Alan Mills and Charlie Isaacs: Cook County is a fair housing model for those who paid their debt to society

2021 Scales of Justice Highlights

Illinois' Eviction Moratorium Explained

Neighborhoods are comprised not of buildings, but of the people who live in them.

Charles J. Isaacs /
2020 Equal Justice Works Fellow

The Project

Emma advocated for community-driven solutions to environmental injustices by providing legal support to community organizations and coalitions at Chicago Lawyers’ Committee for Civil Rights.

Historically disadvantaged communities of color in Chicago are disproportionately burdened by environmental harms and are working on proactive solutions to these harms, often despite steep barriers. Emma’s project addressed these barriers by providing advocacy and direct legal services to small businesses and community organizations creating healthier, safer, and economically sustainable environments. Her advocacy focused on equitable water access and urban agriculture. Partnership organizations included urban agriculture support networks, green space and water advocates, environmental justice coalitions, and small businesses focused on sustainability and addressing environmental injustices.

Emma’s dedication to a cleaner environment motivates her to empower those most impacted by industry and pollution to create safer and healthier communities.

Fellowship Highlights

During the two-year Fellowship, Emma:
  • Advocated for equitable water access, infrastructure, and policies with community partners
  • Provided legal support to urban growers navigating water and land access barriers
  • Represented the Pembroke Environmental Justice Coalition in their campaign to appeal an Illinois Commerce Commission decision approving the expansion of natural gas in the community
  • Hosted the Urban Grower Legal Clinic that connected pro bono attorneys to local growers and organizations

Next Steps

After Emma concludes her fellowship in October of 2022, she will continue working on issues of community development and affordable housing as an associate attorney at Applegate & Thorne-Thomsen in Chicago.

Media

Black Farmers in Rural Pembroke Township Protest Nicor Plan To Build Gas Pipeline Through Their Community

Fighting for Land and Water Access in Chicago

The Power of Connection Virtual Event

I am eager to work alongside communities to affirmatively reduce environmental injustice and encourage sustainable development.

Emma Clouse /
2020 Equal Justice Works Fellow

The Project

Nina provided legal representation to students in grades K–12 who experienced some form of sexual harassment or assault.

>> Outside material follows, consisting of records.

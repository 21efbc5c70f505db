//! Data models for projects, pages, widgets and hardware profiles.
//!
//! This module contains the core data structures shared by the compiler,
//! the CLI and the web API. Models are independent of any export logic.

pub mod hardware;
pub mod project;
pub mod widget;

// Re-export all model types
pub use hardware::{
    Backlight, DisplayPins, Features, HardwareProfile, I2cPins, Pins, Resolution, SpiPins,
    TemplateRef, TouchController,
};
pub use project::{
    CustomHardware, CustomPins, EntityState, Orientation, Page, Project, RenderingMode,
};
pub use widget::{Condition, ConditionOperator, Widget};
//! Structured intermediate representation of the generated document.
//!
//! Sections are built as trees of [`Node`]s so later passes (trigger
//! injection, display-block removal) can edit declarations structurally.
//! Everything is rendered to text exactly once, by [`Document::render`].

/// A value in the document tree.
#[derive(Debug, Clone, PartialEq, Eq)]
pub enum Node {
    /// A pre-formatted scalar, written verbatim after `key: ` or `- `
    Scalar(String),
    /// A literal block scalar (`|-`), one entry per line
    Block(Vec<String>),
    /// A `!lambda |-` block scalar
    Lambda(Vec<String>),
    /// An ordered mapping
    Map(Vec<(String, Node)>),
    /// A sequence
    List(Vec<Node>),
    /// A comment line, only meaningful inside a list
    Comment(String),
}

impl Node {
    /// Creates an empty mapping.
    pub const fn map() -> Self {
        Self::Map(Vec::new())
    }

    /// Creates an empty sequence.
    pub const fn list() -> Self {
        Self::List(Vec::new())
    }

    /// Creates a scalar from anything displayable.
    pub fn scalar(value: impl std::fmt::Display) -> Self {
        Self::Scalar(value.to_string())
    }

    /// Creates a double-quoted string scalar.
    pub fn quoted(value: &str) -> Self {
        Self::Scalar(quote(value))
    }

    /// Creates a `!lambda |-` block from lines.
    pub fn lambda<I, S>(lines: I) -> Self
    where
        I: IntoIterator<Item = S>,
        S: Into<String>,
    {
        Self::Lambda(lines.into_iter().map(Into::into).collect())
    }

    /// Creates a single-quoted string scalar.
    pub fn single_quoted(value: impl std::fmt::Display) -> Self {
        Self::Scalar(format!("'{value}'"))
    }

    /// Appends a key to a mapping (builder style).
    #[must_use]
    pub fn with(mut self, key: impl Into<String>, value: Self) -> Self {
        self.insert(key, value);
        self
    }

    /// Appends a key only when a value is present.
    #[must_use]
    pub fn with_opt(self, key: impl Into<String>, value: Option<Self>) -> Self {
        match value {
            Some(v) => self.with(key, v),
            None => self,
        }
    }

    /// Appends an item to a sequence (builder style).
    #[must_use]
    pub fn item(mut self, value: Self) -> Self {
        self.push(value);
        self
    }

    /// Inserts or replaces a key in a mapping. No-op for other node kinds.
    pub fn insert(&mut self, key: impl Into<String>, value: Self) {
        if let Self::Map(entries) = self {
            let key = key.into();
            if let Some(slot) = entries.iter_mut().find(|(k, _)| *k == key) {
                slot.1 = value;
            } else {
                entries.push((key, value));
            }
        }
    }

    /// Pushes an item onto a sequence. No-op for other node kinds.
    pub fn push(&mut self, value: Self) {
        if let Self::List(items) = self {
            items.push(value);
        }
    }

    /// Looks up a key in a mapping.
    pub fn get(&self, key: &str) -> Option<&Self> {
        match self {
            Self::Map(entries) => entries.iter().find(|(k, _)| k == key).map(|(_, v)| v),
            _ => None,
        }
    }

    /// Looks up a key in a mapping, mutably.
    pub fn get_mut(&mut self, key: &str) -> Option<&mut Self> {
        match self {
            Self::Map(entries) => entries
                .iter_mut()
                .find(|(k, _)| k == key)
                .map(|(_, v)| v),
            _ => None,
        }
    }

    /// Removes a key from a mapping.
    pub fn remove(&mut self, key: &str) -> Option<Self> {
        match self {
            Self::Map(entries) => {
                let idx = entries.iter().position(|(k, _)| k == key)?;
                Some(entries.remove(idx).1)
            }
            _ => None,
        }
    }

    /// The scalar text, if this is a scalar.
    pub fn as_scalar(&self) -> Option<&str> {
        match self {
            Self::Scalar(s) => Some(s.as_str()),
            _ => None,
        }
    }

    /// Items of a sequence, if this is one.
    pub fn as_list(&self) -> Option<&[Self]> {
        match self {
            Self::List(items) => Some(items),
            _ => None,
        }
    }

    /// Number of entries (map) or items (list); zero for scalars.
    pub fn len(&self) -> usize {
        match self {
            Self::Map(entries) => entries.len(),
            Self::List(items) => items.len(),
            _ => 0,
        }
    }

    /// Returns true for empty maps and lists.
    pub fn is_empty(&self) -> bool {
        self.len() == 0
    }

    fn render_into(&self, out: &mut Vec<String>, indent: usize) {
        let pad = " ".repeat(indent);
        match self {
            Self::Scalar(s) => out.push(format!("{pad}{s}")),
            Self::Block(lines) | Self::Lambda(lines) => push_block(out, lines, indent),
            Self::Comment(text) => out.push(format!("{pad}# {text}")),
            Self::Map(entries) => {
                for (key, value) in entries {
                    render_entry(out, &pad, key, value, indent);
                }
            }
            Self::List(items) => {
                for item in items {
                    render_item(out, item, indent);
                }
            }
        }
    }
}

fn push_block(out: &mut Vec<String>, lines: &[String], indent: usize) {
    let pad = " ".repeat(indent);
    for line in lines {
        if line.is_empty() {
            out.push(String::new());
        } else {
            out.push(format!("{pad}{line}"));
        }
    }
}

fn render_entry(out: &mut Vec<String>, pad: &str, key: &str, value: &Node, indent: usize) {
    match value {
        Node::Scalar(s) => out.push(format!("{pad}{key}: {s}")),
        Node::Block(lines) => {
            out.push(format!("{pad}{key}: |-"));
            push_block(out, lines, indent + 2);
        }
        Node::Lambda(lines) => {
            out.push(format!("{pad}{key}: !lambda |-"));
            push_block(out, lines, indent + 2);
        }
        Node::Map(entries) if entries.is_empty() => out.push(format!("{pad}{key}: {{}}")),
        Node::List(items) if items.is_empty() => out.push(format!("{pad}{key}: []")),
        Node::Comment(text) => out.push(format!("{pad}# {text}")),
        Node::Map(_) | Node::List(_) => {
            out.push(format!("{pad}{key}:"));
            value.render_into(out, indent + 2);
        }
    }
}

fn render_item(out: &mut Vec<String>, item: &Node, indent: usize) {
    let pad = " ".repeat(indent);
    match item {
        Node::Scalar(s) => out.push(format!("{pad}- {s}")),
        Node::Comment(text) => out.push(format!("{pad}# {text}")),
        Node::Map(entries) if !entries.is_empty() => {
            // First entry shares the dash line, the rest align with it.
            let mut nested = Vec::new();
            item.render_into(&mut nested, indent + 2);
            let inner_pad = " ".repeat(indent + 2);
            for (idx, line) in nested.into_iter().enumerate() {
                if idx == 0 {
                    let stripped = line.strip_prefix(&inner_pad).unwrap_or(&line);
                    out.push(format!("{pad}- {stripped}"));
                } else {
                    out.push(line);
                }
            }
        }
        Node::Map(_) => out.push(format!("{pad}- {{}}")),
        Node::List(_) | Node::Block(_) | Node::Lambda(_) => {
            out.push(format!("{pad}-"));
            item.render_into(out, indent + 2);
        }
    }
}

/// Quotes a string with double quotes, escaping backslashes and quotes.
pub fn quote(value: &str) -> String {
    let escaped = value.replace('\\', "\\\\").replace('"', "\\\"");
    format!("\"{escaped}\"")
}

/// A top-level section (`sensor:`, `font:`, `lvgl:` ...).
#[derive(Debug, Clone, PartialEq, Eq)]
pub struct Section {
    /// Section key without the colon
    pub name: String,
    /// Section body (usually a list of declarations, sometimes a mapping)
    pub body: Node,
}

impl Section {
    /// Creates a list-bodied section.
    pub fn list(name: impl Into<String>) -> Self {
        Self {
            name: name.into(),
            body: Node::list(),
        }
    }

    /// Creates a section with the given body.
    pub fn new(name: impl Into<String>, body: Node) -> Self {
        Self {
            name: name.into(),
            body,
        }
    }

    /// Declarations of a list-bodied section.
    pub fn items(&self) -> &[Node] {
        self.body.as_list().unwrap_or(&[])
    }

    /// Declarations of a list-bodied section, mutably.
    pub fn items_mut(&mut self) -> Option<&mut Vec<Node>> {
        match &mut self.body {
            Node::List(items) => Some(items),
            _ => None,
        }
    }

    /// Appends a declaration to a list-bodied section.
    pub fn push(&mut self, item: Node) {
        self.body.push(item);
    }

    /// Returns true when the section has nothing to render.
    pub fn is_empty(&self) -> bool {
        matches!(&self.body, Node::List(_) | Node::Map(_)) && self.body.is_empty()
    }

    /// Renders the section as lines.
    pub fn render(&self) -> Vec<String> {
        let mut out = Vec::new();
        match &self.body {
            Node::Scalar(s) => out.push(format!("{}: {s}", self.name)),
            Node::Map(entries) if entries.is_empty() => out.push(format!("{}:", self.name)),
            body => {
                out.push(format!("{}:", self.name));
                body.render_into(&mut out, 2);
            }
        }
        out
    }
}

/// One block of the output document.
#[derive(Debug, Clone, PartialEq, Eq)]
pub enum Block {
    /// Verbatim lines (comments, pre-rendered fragments)
    Raw(Vec<String>),
    /// A structured section
    Section(Section),
}

/// The generated document, in emission order.
#[derive(Debug, Clone, Default, PartialEq, Eq)]
pub struct Document {
    blocks: Vec<Block>,
}

impl Document {
    /// Creates an empty document.
    pub fn new() -> Self {
        Self::default()
    }

    /// Appends verbatim lines.
    pub fn push_raw<I, S>(&mut self, lines: I)
    where
        I: IntoIterator<Item = S>,
        S: Into<String>,
    {
        self.blocks
            .push(Block::Raw(lines.into_iter().map(Into::into).collect()));
    }

    /// Appends a section, skipping empty ones.
    pub fn push_section(&mut self, section: Section) {
        if !section.is_empty() {
            self.blocks.push(Block::Section(section));
        }
    }

    /// Appends a section even when its body is empty (`psram:` style).
    pub fn push_bare_section(&mut self, section: Section) {
        self.blocks.push(Block::Section(section));
    }

    /// Returns true if a section with this name exists.
    pub fn has_section(&self, name: &str) -> bool {
        self.section(name).is_some()
    }

    /// Finds a section by name.
    pub fn section(&self, name: &str) -> Option<&Section> {
        self.blocks.iter().find_map(|b| match b {
            Block::Section(s) if s.name == name => Some(s),
            _ => None,
        })
    }

    /// Finds a section by name, mutably.
    pub fn section_mut(&mut self, name: &str) -> Option<&mut Section> {
        self.blocks.iter_mut().find_map(|b| match b {
            Block::Section(s) if s.name == name => Some(s),
            _ => None,
        })
    }

    /// Removes every section with the given name.
    pub fn remove_section(&mut self, name: &str) {
        self.blocks
            .retain(|b| !matches!(b, Block::Section(s) if s.name == name));
    }

    /// Renders the document as lines.
    pub fn render_lines(&self) -> Vec<String> {
        let mut out = Vec::new();
        for block in &self.blocks {
            match block {
                Block::Raw(lines) => out.extend(lines.iter().cloned()),
                Block::Section(section) => out.extend(section.render()),
            }
        }
        out
    }

    /// Renders the document as text.
    pub fn render(&self) -> String {
        self.render_lines().join("\n")
    }
}

#[cfg(test)]
mod tests {
    use super::*;

    #[test]
    fn test_render_list_section() {
        let mut section = Section::list("sensor");
        section.push(
            Node::map()
                .with("platform", Node::scalar("homeassistant"))
                .with("id", Node::scalar("sensor_temp"))
                .with("entity_id", Node::scalar("sensor.temp"))
                .with("internal", Node::scalar(true)),
        );

        assert_eq!(
            section.render(),
            vec![
                "sensor:",
                "  - platform: homeassistant",
                "    id: sensor_temp",
                "    entity_id: sensor.temp",
                "    internal: true",
            ]
        );
    }

    #[test]
    fn test_render_nested_actions() {
        let decl = Node::map().with("id", Node::scalar("s")).with(
            "on_value",
            Node::map().with(
                "then",
                Node::list().item(Node::map().with(
                    "lvgl.widget.update",
                    Node::map()
                        .with("id", Node::scalar("bar_1"))
                        .with("value", Node::scalar("!lambda return x;")),
                )),
            ),
        );
        let mut section = Section::list("sensor");
        section.push(decl);

        assert_eq!(
            section.render(),
            vec![
                "sensor:",
                "  - id: s",
                "    on_value:",
                "      then:",
                "        - lvgl.widget.update:",
                "            id: bar_1",
                "            value: !lambda return x;",
            ]
        );
    }

    #[test]
    fn test_render_block_scalar() {
        let node = Node::map().with(
            "lambda",
            Node::Block(vec!["int a = 1;".into(), String::new(), "  a++;".into()]),
        );
        let mut out = Vec::new();
        node.render_into(&mut out, 4);
        assert_eq!(out, vec!["    lambda: |-", "      int a = 1;", "", "        a++;"]);
    }

    #[test]
    fn test_render_map_section_and_empty_bodies() {
        let section = Section::new(
            "i2c",
            Node::map()
                .with("sda", Node::scalar("GPIO19"))
                .with("scl", Node::scalar("GPIO20")),
        );
        assert_eq!(section.render(), vec!["i2c:", "  sda: GPIO19", "  scl: GPIO20"]);

        let bare = Section::new("psram", Node::map());
        assert_eq!(bare.render(), vec!["psram:"]);
    }

    #[test]
    fn test_insert_replaces_existing_key() {
        let mut node = Node::map().with("a", Node::scalar(1));
        node.insert("a", Node::scalar(2));
        assert_eq!(node.len(), 1);
        assert_eq!(node.get("a").and_then(Node::as_scalar), Some("2"));
    }

    #[test]
    fn test_comment_inside_list() {
        let list = Node::list()
            .item(Node::Comment("widget:lvgl_label id:l1".into()))
            .item(Node::map().with("label", Node::map().with("id", Node::scalar("l1"))));
        let mut out = Vec::new();
        list.render_into(&mut out, 2);
        assert_eq!(
            out,
            vec!["  # widget:lvgl_label id:l1", "  - label:", "      id: l1"]
        );
    }

    #[test]
    fn test_quote_escapes() {
        assert_eq!(quote(r#"say "hi" \o/"#), r#""say \"hi\" \\o/""#);
    }

    #[test]
    fn test_document_skips_empty_sections() {
        let mut doc = Document::new();
        doc.push_section(Section::list("sensor"));
        doc.push_raw(["# hello"]);
        assert!(!doc.has_section("sensor"));
        assert_eq!(doc.render(), "# hello");
    }
}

An investigation into Chicago Public Schools (CPS) in 2018 uncovered a widespread failure to identify and appropriately address sexual misconduct and violence perpetrated against students. School-related gender-based violence can significantly affect a student’s mental and physical health, often negatively influencing academic outcomes. Nina’s project addressed the educational rights of these students through direct representation in Title IX and related matters. Because young people who have experienced sexual harassment and violence often have overlapping legal needs related to their trauma, Nina also provided support around special education and school discipline issues. As Title IX is often misunderstood or overlooked in K–12 educational settings, this project addressed a significant gap in legal services in the Chicago area.

Fellowship Highlights

During the two-year Fellowship, Nina:

  • Provided direct representation and brief legal services to nearly 60 students, including working with schools to create or redevelop IEP/504 Plans and safety plans, advocating against push-out to alternative schools, assistance with the Title IX grievance process, representation in state court for students seeking protective orders, and support during remote learning
  • Designed and launched a project analyzing the policies and procedures of public school districts in Cook County to evaluate for compliance with Title IX
  • Offered Title IX trainings to students and other advocacy organizations and presented at a national education conference

Next Steps

Nina is now a staff attorney at Legal Aid Chicago, where she will continue practicing in the areas of education and sexual violence.